The Doctor and the Disease
This week on White Coat, Black Art: the long and personal journey of Dr. Phil Hebert from family physician to patient with Parkinson's disease. He tells why he kept the diagnosis a secret for so long and what finally convinced him he had to quit practising medicine....
This week on White Coat, Black Art: the long and personal journey of Dr. Phil Hebert from family physician to patient with Parkinson's disease. He tells why he kept the diagnosis a secret for so long and what finally convinced him he had to quit practising medicine.
You don't have to be famous like Robin Williams -- who took his life in August -- to delay telling others that you have Parkinson's disease. I suspect many of the one hundred thousand Canadians with this disease are just as reluctant.
They fear not being able to work.

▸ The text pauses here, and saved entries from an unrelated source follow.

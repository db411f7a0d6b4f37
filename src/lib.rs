// src/lib.rs - Threshold secret backup: sharing, distribution and recovery

pub mod config;
pub mod distribution;
pub mod error;
pub mod group;
pub mod messaging;
pub mod metrics;
pub mod recovery;
pub mod service;
pub mod share;
pub mod sharing;
pub mod storage;

// Re-export commonly used items for convenience
pub use config::Config;
pub use distribution::{DistributionRecord, DistributionStatus, ShareDistributor};
pub use error::{KeeperError, Result};
pub use group::{BackupGroup, KeyHolder};
pub use messaging::{MemoryRelayNetwork, Messenger};
pub use metrics::Metrics;
pub use recovery::{
    InboundHandler, RecoveryCoordinator, RecoveryRequest, RecoveryResponse, RecoveryStatus,
    RecoveryStatusView, ResponseStatus,
};
pub use service::{BackupReceipt, VaultService};
pub use share::{Share, ShareMetadata};
pub use sharing::{SecretSharingEngine, ShareCount, SplitConfig, Threshold};
pub use storage::{create_storage, FileStorage, MemoryStorage, Storage};

/// Sharekeeper version information
pub const VERSION: &str = env!("CARGO_PKG_VERSION");

/// Get build information
pub fn build_info() -> BuildInfo {
    BuildInfo {
        version: VERSION,
        cli: cfg!(feature = "cli"),
        git_sha: option_env!("VERGEN_GIT_SHA").unwrap_or("unknown"),
        rust_version: option_env!("VERGEN_RUSTC_SEMVER").unwrap_or("unknown"),
    }
}

/// Build information structure
#[derive(Debug, Clone)]
pub struct BuildInfo {
    pub version: &'static str,
    pub cli: bool,
    pub git_sha: &'static str,
    pub rust_version: &'static str,
}

impl std::fmt::Display for BuildInfo {
    fn fmt(&self, f: &mut std::fmt::Formatter<'_>) -> std::fmt::Result {
        write!(
            f,
            "Sharekeeper v{} ({})\nCLI: {}\nBuilt with Rust {}",
            self.version, self.git_sha, self.cli, self.rust_version
        )
    }
}

/// Prelude module for common imports
pub mod prelude {
    pub use crate::{
        BackupGroup, Config, KeeperError, KeyHolder, Messenger, RecoveryStatus, Result, Share,
        SecretSharingEngine, Storage, VaultService,
    };
}
//! Property tests for split/combine workflows

use std::collections::HashSet;

use quickcheck::{Arbitrary, Gen};
use quickcheck_macros::quickcheck;
use sharekeeper::{KeeperError, SecretSharingEngine, ShareMetadata};

/// Secrets of 0 to 32 bytes, leading zeros included
#[derive(Clone, Debug)]
struct Secret(Vec<u8>);

impl Arbitrary for Secret {
    fn arbitrary(g: &mut Gen) -> Self {
        let len = usize::arbitrary(g) % 33;
        Secret((0..len).map(|_| u8::arbitrary(g)).collect())
    }

    fn shrink(&self) -> Box<dyn Iterator<Item = Self>> {
        Box::new(self.0.shrink().map(Secret))
    }
}

/// Threshold and share count pairs with 2 <= threshold <= count <= 10
#[derive(Clone, Copy, Debug)]
struct Params {
    threshold: usize,
    count: usize,
}

impl Arbitrary for Params {
    fn arbitrary(g: &mut Gen) -> Self {
        let count = usize::arbitrary(g) % 9 + 2;
        let threshold = usize::arbitrary(g) % (count - 1) + 2;
        Params { threshold, count }
    }
}

fn metadata() -> ShareMetadata {
    ShareMetadata {
        creator_identity: "owner".to_string(),
        group_id: "prop".to_string(),
        group_label: "Property".to_string(),
        peers: Vec::new(),
    }
}

/// Picks `take` distinct positions out of `0..count`, driven by `seed`
fn select(count: usize, take: usize, mut seed: u64) -> Vec<usize> {
    let mut positions: Vec<usize> = (0..count).collect();
    for i in (1..positions.len()).rev() {
        seed = seed
            .wrapping_mul(6364136223846793005)
            .wrapping_add(1442695040888963407);
        let j = (seed >> 33) as usize % (i + 1);
        positions.swap(i, j);
    }
    positions.truncate(take);
    positions
}

#[quickcheck]
fn prop_threshold_subset_recovers_secret(secret: Secret, params: Params, seed: u64) -> bool {
    let engine = SecretSharingEngine::default();
    let Ok(shares) = engine.split(&secret.0, params.threshold, params.count, &metadata()) else {
        return false;
    };

    let extra = (seed % (params.count - params.threshold + 1) as u64) as usize;
    let picked: Vec<_> = select(params.count, params.threshold + extra, seed)
        .into_iter()
        .map(|i| shares[i].clone())
        .collect();

    matches!(engine.combine(&picked), Ok(recovered) if recovered.as_slice() == secret.0.as_slice())
}

#[quickcheck]
fn prop_fewer_than_threshold_is_insufficient(secret: Secret, params: Params, seed: u64) -> bool {
    let engine = SecretSharingEngine::default();
    let Ok(shares) = engine.split(&secret.0, params.threshold, params.count, &metadata()) else {
        return false;
    };

    let picked: Vec<_> = select(params.count, params.threshold - 1, seed)
        .into_iter()
        .map(|i| shares[i].clone())
        .collect();

    matches!(
        engine.combine(&picked),
        Err(KeeperError::InsufficientShares { required, provided })
            if required == params.threshold && provided == params.threshold - 1
    )
}

#[quickcheck]
fn prop_shares_are_distinct_and_consistent(secret: Secret, params: Params) -> bool {
    let engine = SecretSharingEngine::default();
    let Ok(shares) = engine.split(&secret.0, params.threshold, params.count, &metadata()) else {
        return false;
    };

    let values: HashSet<&str> = shares.iter().map(|s| s.value.as_str()).collect();
    let indices: Vec<usize> = shares.iter().map(|s| s.index).collect();

    values.len() == params.count
        && indices == (0..params.count).collect::<Vec<_>>()
        && shares
            .iter()
            .all(|s| s.parameters() == shares[0].parameters())
}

Then there are the visible signs of Parkinson's: involuntary tremors and a mask-like face - one that can't make those expressions that connect us to one another -- a face that stigmatizes people.
Hard to disclose when you're a patient, also hard when you're a doctor like Phil Hebert: distinguished family physician, bioethicist and for most of the last quarter century, a guy with Parkinson's. Hebert lived with the symptoms for more than ten years before getting diagnosed.
It took many more years until Hebert told his colleagues and his patients. Looking back, he wonders if his secrecy violated the very doctor ethics he has taught for more than a quarter of a century.
Then, we fast forward a few years and find out how a cutting edge treatment called deep brain stimulation is giving Hebert a new lease on life and a new take on what makes a good MD, one that calls into question some fundamental notions about our profession.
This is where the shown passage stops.